To his praise of ‘blackness’ in ‘Love’s Labour’s Lost’ Shakespeare appends a playful but caustic comment on the paradox that he detects in the conceit. [119b] Similarly, the sonnets, in which a dark complexion is pronounced to be a mark of beauty, are followed by others in which the poet argues in self-confutation that blackness of feature is hideous in a woman, and invariably indicates moral turpitude or blackness of heart. Twice, in much the same language as had already served a like purpose in the play, does
he mock his ‘dark lady’ with this uncomplimentary interpretation of dark-coloured hair and eyes.

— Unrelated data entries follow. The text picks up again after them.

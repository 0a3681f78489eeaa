//! Conformance suite shared by every [`BlobStore`] backend.

use bytes::Bytes;
use futures::TryStreamExt;

use crate::error::BlobError;
use crate::store::BlobStore;

/// Run the full blob store conformance test suite.
///
/// Call this from your backend's test module with a fresh store instance.
///
/// # Errors
///
/// Returns an error if a store operation fails unexpectedly. Assertion
/// failures panic.
pub async fn run_blob_conformance_tests(store: &dyn BlobStore) -> Result<(), BlobError> {
    test_get_missing(store).await?;
    test_put_and_get(store).await?;
    test_put_existing_is_rejected(store).await?;
    test_open_streams_full_content(store).await?;
    test_empty_blob(store).await?;
    test_delete(store).await?;
    test_delete_missing(store).await?;
    Ok(())
}

async fn test_get_missing(store: &dyn BlobStore) -> Result<(), BlobError> {
    let err = store.get("conformance-missing").await.unwrap_err();
    assert!(err.is_not_found(), "get on missing blob should be NotFound, got {err}");
    assert!(!store.exists("conformance-missing").await?);
    let err = store.open("conformance-missing").await.err();
    assert!(
        matches!(err, Some(BlobError::NotFound(_))),
        "open on missing blob should be NotFound"
    );
    Ok(())
}

async fn test_put_and_get(store: &dyn BlobStore) -> Result<(), BlobError> {
    let data = Bytes::from_static(b"\xff\xd8\xff\xe0 not really a jpeg");
    store.put("conformance-put-get", data.clone()).await?;
    assert!(store.exists("conformance-put-get").await?);
    let read = store.get("conformance-put-get").await?;
    assert_eq!(read, data, "stored bytes should round-trip unchanged");
    Ok(())
}

async fn test_put_existing_is_rejected(store: &dyn BlobStore) -> Result<(), BlobError> {
    store
        .put("conformance-dup", Bytes::from_static(b"original"))
        .await?;
    let err = store
        .put("conformance-dup", Bytes::from_static(b"clobber"))
        .await
        .unwrap_err();
    assert!(
        matches!(err, BlobError::AlreadyExists(_)),
        "second put should be AlreadyExists, got {err}"
    );
    let read = store.get("conformance-dup").await?;
    assert_eq!(read.as_ref(), b"original", "original content should remain");
    Ok(())
}

async fn test_open_streams_full_content(store: &dyn BlobStore) -> Result<(), BlobError> {
    let data: Vec<u8> = b"0123456789abcdef".iter().copied().cycle().take(200_000).collect();
    store.put("conformance-stream", Bytes::from(data.clone())).await?;
    let chunks: Vec<Bytes> = store.open("conformance-stream").await?.try_collect().await?;
    let streamed: Vec<u8> = chunks.iter().flat_map(|c| c.iter().copied()).collect();
    assert_eq!(streamed, data, "streamed content should match stored bytes");
    Ok(())
}

async fn test_empty_blob(store: &dyn BlobStore) -> Result<(), BlobError> {
    store.put("conformance-empty", Bytes::new()).await?;
    let read = store.get("conformance-empty").await?;
    assert!(read.is_empty());
    Ok(())
}

async fn test_delete(store: &dyn BlobStore) -> Result<(), BlobError> {
    store
        .put("conformance-delete", Bytes::from_static(b"bye"))
        .await?;
    store.delete("conformance-delete").await?;
    assert!(!store.exists("conformance-delete").await?);
    let err = store.get("conformance-delete").await.unwrap_err();
    assert!(err.is_not_found(), "get after delete should be NotFound");

    // The id can be reused once the blob is gone.
    store
        .put("conformance-delete", Bytes::from_static(b"again"))
        .await?;
    store.delete("conformance-delete").await?;
    Ok(())
}

async fn test_delete_missing(store: &dyn BlobStore) -> Result<(), BlobError> {
    let err = store.delete("conformance-never").await.unwrap_err();
    assert!(err.is_not_found(), "delete on missing blob should be NotFound");
    Ok(())
}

The sonnets of vituperation.
The two sonnets, in which this view of ‘blackness’ is developed, form part of a series of twelve, which belongs to a special category of sonnetteering effort. In them Shakespeare abandons the sugared sentiment which characterises most of his hundred and forty-two remaining sonnets. He grows vituperative and pours a volley of passionate abuse upon a woman whom he represents as disdaining his advances. The genuine anguish of a rejected lover often expresses itself in curses both loud and deep, but the mood of blinding wrath which the rejection of a lovesuit may rouse in a passionate nature does not seem from the internal evidence to be reflected genuinely in Shakespeare’s sonnets of vituperation. It was inherent in Shakespeare’s genius that he should import more dramatic intensity than any other poet into sonnets of a vituperative type; but there is also in his vituperative sonnets a declamatory parade of figurative extravagance which suggests that the emotion is feigned and that the poet is striking an attitude. He cannot have been in earnest in seeking to conciliate his disdainful mistress—a result at which the vituperative sonnets purport to aim—when he tells her that she is ‘black as hell, as dark as night,’ and with ‘so foul a face’ is ‘the bay where all men ride.’

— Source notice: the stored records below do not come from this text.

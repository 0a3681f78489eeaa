use serde::Deserialize;

/// HTTP server bind configuration.
#[derive(Debug, Deserialize)]
pub struct ServerConfig {
    /// Address to bind to.
    #[serde(default = "default_host")]
    pub host: String,
    /// Port to listen on.
    #[serde(default = "default_port")]
    pub port: u16,
    /// Graceful shutdown timeout in seconds.
    ///
    /// Maximum time to wait for in-flight requests (including streaming
    /// downloads) after a shutdown signal.
    #[serde(default = "default_shutdown_timeout")]
    pub shutdown_timeout_seconds: u64,
}

impl Default for ServerConfig {
    fn default() -> Self {
        Self {
            host: default_host(),
            port: default_port(),
            shutdown_timeout_seconds: default_shutdown_timeout(),
        }
    }
}

fn default_shutdown_timeout() -> u64 {
    30
}

fn default_host() -> String {
    "127.0.0.1".to_owned()
}

fn default_port() -> u16 {
    8000
}

/// Static frontend configuration.
#[derive(Debug, Deserialize)]
pub struct UiConfig {
    /// Whether to serve the built frontend.
    #[serde(default)]
    pub enabled: bool,
    /// Path to the directory containing the built frontend files.
    /// Defaults to `"client/dist"`.
    #[serde(default = "default_ui_dist")]
    pub dist_path: String,
}

impl Default for UiConfig {
    fn default() -> Self {
        Self {
            enabled: false,
            dist_path: default_ui_dist(),
        }
    }
}

fn default_ui_dist() -> String {
    "client/dist".to_owned()
}
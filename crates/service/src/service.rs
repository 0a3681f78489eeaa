use std::sync::Arc;

use bytes::Bytes;
use tracing::{debug, error, info, warn};

use shutter_blob::{BlobError, BlobStore, BlobStream};
use shutter_core::{Asset, AssetPage, IdAllocator};
use shutter_index::{IndexError, MetadataIndex};

use crate::config::ServiceConfig;
use crate::error::AssetError;
use crate::locks::IdLocks;
use crate::metrics::ServiceMetrics;

/// A stored asset opened for reading.
pub struct AssetContent {
    /// The asset's metadata record.
    pub asset: Asset,
    /// The asset's bytes.
    pub stream: BlobStream,
}

/// Owns the asset lifecycle across the blob store and metadata index.
///
/// Create writes the blob first and the record second, removing the blob if
/// the record cannot be written. Delete removes the record first and the blob
/// second, so a partial failure leaves orphaned bytes rather than a record
/// pointing at nothing. Both hold a per-id lock for their duration.
pub struct AssetService {
    pub(crate) blobs: Arc<dyn BlobStore>,
    pub(crate) index: Arc<dyn MetadataIndex>,
    pub(crate) ids: Arc<dyn IdAllocator>,
    pub(crate) config: ServiceConfig,
    pub(crate) locks: IdLocks,
    pub(crate) metrics: Arc<ServiceMetrics>,
}

fn blob_unavailable(e: &BlobError) -> AssetError {
    AssetError::StorageUnavailable(e.to_string())
}

fn index_unavailable(e: &IndexError) -> AssetError {
    AssetError::StorageUnavailable(e.to_string())
}

impl AssetService {
    /// The limits this service enforces.
    pub fn config(&self) -> &ServiceConfig {
        &self.config
    }

    /// Outcome counters.
    pub fn metrics(&self) -> &Arc<ServiceMetrics> {
        &self.metrics
    }

    /// Check an upload against the size and content type limits.
    pub fn check_upload(&self, mime: &str, size: u64) -> Result<(), AssetError> {
        if size > self.config.max_upload_bytes {
            self.metrics.increment_rejected();
            return Err(AssetError::TooLarge {
                size,
                limit: self.config.max_upload_bytes,
            });
        }
        if !self.config.mime_allowed(mime) {
            self.metrics.increment_rejected();
            return Err(AssetError::UnsupportedMediaType(mime.to_owned()));
        }
        Ok(())
    }

    /// Store a new asset and return its record.
    pub async fn create(
        &self,
        filename: &str,
        mime: &str,
        data: Bytes,
    ) -> Result<Asset, AssetError> {
        let size = data.len() as u64;
        self.check_upload(mime, size)?;

        let id = self.ids.allocate();
        let _guard = self.locks.lock(&id).await;
        let asset = Asset::new(id.clone(), filename, mime, size);

        match self.blobs.put(&id, data).await {
            Ok(()) => {}
            Err(BlobError::AlreadyExists(_)) => {
                self.metrics.increment_inconsistencies();
                error!(id = %id, "allocated id already has a blob");
                return Err(AssetError::Inconsistency {
                    id,
                    reason: "allocated id already has a blob".into(),
                });
            }
            Err(e) => return Err(blob_unavailable(&e)),
        }

        if let Err(e) = self.index.insert(&asset).await {
            self.metrics.increment_inconsistencies();
            match self.blobs.delete(&id).await {
                Ok(()) => {
                    self.metrics.increment_rollbacks();
                    warn!(id = %id, error = %e, "metadata insert failed, blob rolled back");
                }
                Err(rollback) => {
                    error!(
                        id = %id,
                        error = %e,
                        rollback_error = %rollback,
                        "metadata insert failed and blob rollback failed, orphaned blob needs removal"
                    );
                }
            }
            return Err(AssetError::Inconsistency {
                id,
                reason: format!("metadata insert failed: {e}"),
            });
        }

        self.metrics.increment_created();
        info!(
            id = %asset.id,
            filename = %asset.filename,
            mime = %asset.mime,
            size = asset.size,
            "asset created"
        );
        Ok(asset)
    }

    /// Look up an asset's record without opening its bytes.
    pub async fn head(&self, id: &str) -> Result<Asset, AssetError> {
        match self.index.get(id).await {
            Ok(asset) => Ok(asset),
            Err(IndexError::NotFound(_)) => {
                self.metrics.increment_not_found();
                Err(AssetError::NotFound(id.to_owned()))
            }
            Err(e) => Err(index_unavailable(&e)),
        }
    }

    /// Open an asset for reading.
    ///
    /// A blob that disappears between the record lookup and the open is
    /// reported as not found: either a concurrent delete won the race, or the
    /// record is dangling, which is logged.
    pub async fn get(&self, id: &str) -> Result<AssetContent, AssetError> {
        let asset = self.head(id).await?;

        match self.blobs.open(id).await {
            Ok(stream) => Ok(AssetContent { asset, stream }),
            Err(BlobError::NotFound(_)) => {
                self.metrics.increment_not_found();
                match self.index.get(id).await {
                    Err(IndexError::NotFound(_)) => {
                        debug!(id, "asset deleted while being read");
                    }
                    _ => {
                        self.metrics.increment_inconsistencies();
                        error!(id, "metadata record has no blob");
                    }
                }
                Err(AssetError::NotFound(id.to_owned()))
            }
            Err(e) => Err(blob_unavailable(&e)),
        }
    }

    /// List assets newest first.
    ///
    /// `limit` defaults to the configured page size and is clamped to the
    /// configured maximum; `offset` defaults to zero.
    pub async fn list(
        &self,
        limit: Option<usize>,
        offset: Option<usize>,
    ) -> Result<AssetPage, AssetError> {
        let limit = self.config.page_size(limit);
        let offset = offset.unwrap_or(0);
        self.index
            .list(limit, offset)
            .await
            .map_err(|e| index_unavailable(&e))
    }

    /// Delete an asset, returning the removed record.
    pub async fn delete(&self, id: &str) -> Result<Asset, AssetError> {
        let _guard = self.locks.lock(id).await;

        let asset = match self.index.delete(id).await {
            Ok(asset) => asset,
            Err(IndexError::NotFound(_)) => {
                self.metrics.increment_not_found();
                return Err(AssetError::NotFound(id.to_owned()));
            }
            Err(e) => return Err(index_unavailable(&e)),
        };

        match self.blobs.delete(id).await {
            Ok(()) => {}
            Err(BlobError::NotFound(_)) => {
                warn!(id, "blob already absent while deleting asset");
            }
            Err(e) => {
                self.metrics.increment_inconsistencies();
                error!(id, error = %e, "metadata removed but blob removal failed, orphaned blob needs removal");
                return Err(AssetError::Inconsistency {
                    id: id.to_owned(),
                    reason: format!("blob removal failed: {e}"),
                });
            }
        }

        self.metrics.increment_deleted();
        info!(id, "asset deleted");
        Ok(asset)
    }

    /// Number of stored assets. Fails if the index is unreachable.
    pub async fn count(&self) -> Result<u64, AssetError> {
        self.index.count().await.map_err(|e| index_unavailable(&e))
    }
}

Gabriel Harvey’s ‘Amorous Odious Sonnet.’
But external evidence is more conclusive as to the artificial construction of the vituperative sonnets. Again a comparison of this series with the efforts of the modish sonnetteers assigns to it its true character.

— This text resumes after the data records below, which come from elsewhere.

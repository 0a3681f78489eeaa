#![allow(clippy::needless_for_each)]

use shutter_core::{Asset, AssetPage};

use super::schemas::{
    DeletedResponse, ErrorResponse, HealthResponse, MetricsResponse, UploadForm,
};

#[derive(utoipa::OpenApi)]
#[openapi(
    info(
        title = "Shutter Asset API",
        version = "0.1.0",
        description = "HTTP API for the Shutter asset store. Upload, list, download, and delete binary assets.",
        license(name = "Apache-2.0")
    ),
    tags(
        (name = "Assets", description = "Asset upload, listing, download, and deletion"),
        (name = "Health", description = "Service health and metrics"),
    ),
    paths(
        super::assets::upload,
        super::assets::list,
        super::assets::download,
        super::assets::delete,
        super::health::health,
        super::health::metrics,
    ),
    components(schemas(
        Asset, AssetPage,
        UploadForm, DeletedResponse,
        ErrorResponse, HealthResponse, MetricsResponse,
    ))
)]
pub struct ApiDoc;

#[cfg(test)]
mod tests {
    use utoipa::OpenApi;

    use super::*;

    #[test]
    fn document_lists_every_route() {
        let doc = ApiDoc::openapi();
        let paths: Vec<&str> = doc.paths.paths.keys().map(String::as_str).collect();
        for expected in ["/api/assets", "/api/assets/{id}", "/api/health", "/metrics"] {
            assert!(paths.contains(&expected), "missing {expected} in {paths:?}");
        }
    }
}
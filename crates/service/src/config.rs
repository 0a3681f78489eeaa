use serde::Deserialize;

/// Limits and defaults applied by the asset service.
///
/// # Example
///
/// ```toml
/// [assets]
/// max_upload_bytes = 7340032
/// allowed_mime_types = ["image/*"]
/// default_page_size = 20
/// max_page_size = 100
/// ```
#[derive(Debug, Clone, Deserialize)]
pub struct ServiceConfig {
    /// Largest accepted upload in bytes.
    #[serde(default = "default_max_upload_bytes")]
    pub max_upload_bytes: u64,
    /// Accepted content types. Entries are exact types (`image/png`),
    /// `type/*` wildcards, or `*/*`. An empty list accepts everything.
    #[serde(default = "default_allowed_mime_types")]
    pub allowed_mime_types: Vec<String>,
    /// Page size used when a listing does not specify one.
    #[serde(default = "default_page_size")]
    pub default_page_size: usize,
    /// Upper bound on the page size a caller may request.
    #[serde(default = "default_max_page_size")]
    pub max_page_size: usize,
}

impl Default for ServiceConfig {
    fn default() -> Self {
        Self {
            max_upload_bytes: default_max_upload_bytes(),
            allowed_mime_types: default_allowed_mime_types(),
            default_page_size: default_page_size(),
            max_page_size: default_max_page_size(),
        }
    }
}

fn default_max_upload_bytes() -> u64 {
    7 * 1024 * 1024
}

fn default_allowed_mime_types() -> Vec<String> {
    vec!["image/*".to_owned()]
}

fn default_page_size() -> usize {
    20
}

fn default_max_page_size() -> usize {
    100
}

impl ServiceConfig {
    /// Whether `mime` matches one of the allowed patterns.
    ///
    /// Parameters such as `; charset=...` are ignored and matching is
    /// case-insensitive.
    pub fn mime_allowed(&self, mime: &str) -> bool {
        if self.allowed_mime_types.is_empty() {
            return true;
        }
        let essence = mime
            .split(';')
            .next()
            .unwrap_or_default()
            .trim()
            .to_ascii_lowercase();
        let Some((top, _)) = essence.split_once('/') else {
            return false;
        };

        self.allowed_mime_types.iter().any(|pattern| {
            let pattern = pattern.trim().to_ascii_lowercase();
            if pattern == "*/*" {
                true
            } else if let Some(prefix) = pattern.strip_suffix("/*") {
                prefix == top
            } else {
                pattern == essence
            }
        })
    }

    /// Resolve a requested page size against the default and maximum.
    pub fn page_size(&self, requested: Option<usize>) -> usize {
        requested
            .unwrap_or(self.default_page_size)
            .min(self.max_page_size)
    }
}

#[cfg(test)]
mod tests {
    use super::*;

    #[test]
    fn defaults() {
        let cfg = ServiceConfig::default();
        assert_eq!(cfg.max_upload_bytes, 7_340_032);
        assert_eq!(cfg.allowed_mime_types, vec!["image/*"]);
        assert_eq!(cfg.default_page_size, 20);
        assert_eq!(cfg.max_page_size, 100);
    }

    #[test]
    fn wildcard_matches_top_level_type() {
        let cfg = ServiceConfig::default();
        assert!(cfg.mime_allowed("image/jpeg"));
        assert!(cfg.mime_allowed("IMAGE/PNG"));
        assert!(cfg.mime_allowed("image/webp; q=0.9"));
        assert!(!cfg.mime_allowed("text/plain"));
        assert!(!cfg.mime_allowed("imagejpeg"));
        assert!(!cfg.mime_allowed(""));
    }

    #[test]
    fn exact_and_any_patterns() {
        let cfg = ServiceConfig {
            allowed_mime_types: vec!["application/pdf".into()],
            ..ServiceConfig::default()
        };
        assert!(cfg.mime_allowed("application/pdf"));
        assert!(!cfg.mime_allowed("application/json"));

        let any = ServiceConfig {
            allowed_mime_types: vec!["*/*".into()],
            ..ServiceConfig::default()
        };
        assert!(any.mime_allowed("text/plain"));

        let open = ServiceConfig {
            allowed_mime_types: Vec::new(),
            ..ServiceConfig::default()
        };
        assert!(open.mime_allowed("anything"));
    }

    #[test]
    fn page_size_defaults_and_clamps() {
        let cfg = ServiceConfig::default();
        assert_eq!(cfg.page_size(None), 20);
        assert_eq!(cfg.page_size(Some(50)), 50);
        assert_eq!(cfg.page_size(Some(10_000)), 100);
        assert_eq!(cfg.page_size(Some(0)), 0);
    }
}
pub mod asset;
pub mod id;

pub use asset::{Asset, AssetPage};
pub use id::{IdAllocator, UuidAllocator, is_valid_id};
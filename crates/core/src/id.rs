use uuid::Uuid;

/// Longest identifier accepted by [`is_valid_id`].
pub const MAX_ID_LEN: usize = 128;

/// Source of fresh asset identifiers.
///
/// An allocator must never hand out an identifier that belongs to a live
/// asset. Stores treat a collision as an invariant violation.
pub trait IdAllocator: Send + Sync {
    /// Produce a new identifier.
    fn allocate(&self) -> String;
}

/// Allocates UUIDv7 identifiers.
///
/// A v7 UUID carries a 48-bit millisecond timestamp followed by 74 random
/// bits, so ids sort roughly by creation time and collisions are negligible.
#[derive(Debug, Default, Clone, Copy)]
pub struct UuidAllocator;

impl IdAllocator for UuidAllocator {
    fn allocate(&self) -> String {
        Uuid::now_v7().to_string()
    }
}

/// Whether `id` is safe to use as a storage key.
///
/// Accepts 1..=[`MAX_ID_LEN`] characters drawn from ASCII alphanumerics,
/// `-` and `_`. Anything else (path separators, dots, whitespace) is rejected.
pub fn is_valid_id(id: &str) -> bool {
    !id.is_empty()
        && id.len() <= MAX_ID_LEN
        && id
            .bytes()
            .all(|b| b.is_ascii_alphanumeric() || b == b'-' || b == b'_')
}

#[cfg(test)]
mod tests {
    use std::collections::HashSet;
    use std::sync::Mutex;

    use super::*;

    #[test]
    fn uuid_allocator_yields_valid_ids() {
        let id = UuidAllocator.allocate();
        assert_eq!(id.len(), 36);
        assert!(is_valid_id(&id));
        assert_eq!(Uuid::parse_str(&id).unwrap().get_version_num(), 7);
    }

    #[test]
    fn parallel_allocation_never_collides() {
        let seen = Mutex::new(HashSet::new());
        std::thread::scope(|scope| {
            for _ in 0..8 {
                scope.spawn(|| {
                    let local: Vec<String> = (0..1_000).map(|_| UuidAllocator.allocate()).collect();
                    seen.lock().unwrap().extend(local);
                });
            }
        });
        assert_eq!(seen.lock().unwrap().len(), 8_000);
    }

    #[test]
    fn valid_id_rules() {
        assert!(is_valid_id("non-existent-id-12345"));
        assert!(is_valid_id("abc_DEF-123"));
        assert!(!is_valid_id(""));
        assert!(!is_valid_id("../etc/passwd"));
        assert!(!is_valid_id("a/b"));
        assert!(!is_valid_id("a.tmp"));
        assert!(!is_valid_id("has space"));
        assert!(!is_valid_id(&"x".repeat(MAX_ID_LEN + 1)));
    }
}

Every sonnetteer of the sixteenth century, at some point in his career, devoted his energies to vituperation of a cruel siren. Ronsard in his sonnets celebrated in language quite as furious as Shakespeare’s a ‘fierce tigress,’ a ‘murderess,’ a ‘Medusa.’ Barnabe Barnes affected to contend in his sonnets with a female ‘tyrant,’ a ‘Medusa,’ a ‘rock.’ ‘Women’ (Barnes laments) ‘are by nature proud as devils.’ The monotonous and artificial regularity with which the sonnetteers sounded the vituperative stop, whenever they had exhausted their notes of adulation, excited ridicule in both England and France. In Shakespeare’s early life the convention was wittily parodied by Gabriel Harvey in ‘An Amorous Odious sonnet intituled The Student’s Loove or Hatrid, or both or neither, or what shall please the looving or hating reader, either in sport or earnest, to make of such contrary passions as are here discoursed.’ [121] After extolling the beauty and virtue of his mistress above that of Aretino’s Angelica, Petrarch’s Laura, Catullus’s Lesbia, and eight other far-famed objects of poetic adoration, Harvey suddenly denounces her in burlesque rhyme as ‘a serpent in brood,’ ‘a poisonous toad,’ ‘a heart of marble,’ and ‘a stony mind as passionless as a block.’ Finally he tells her,
If ever there were she-devils incarnate,
They are altogether in thee incorporate.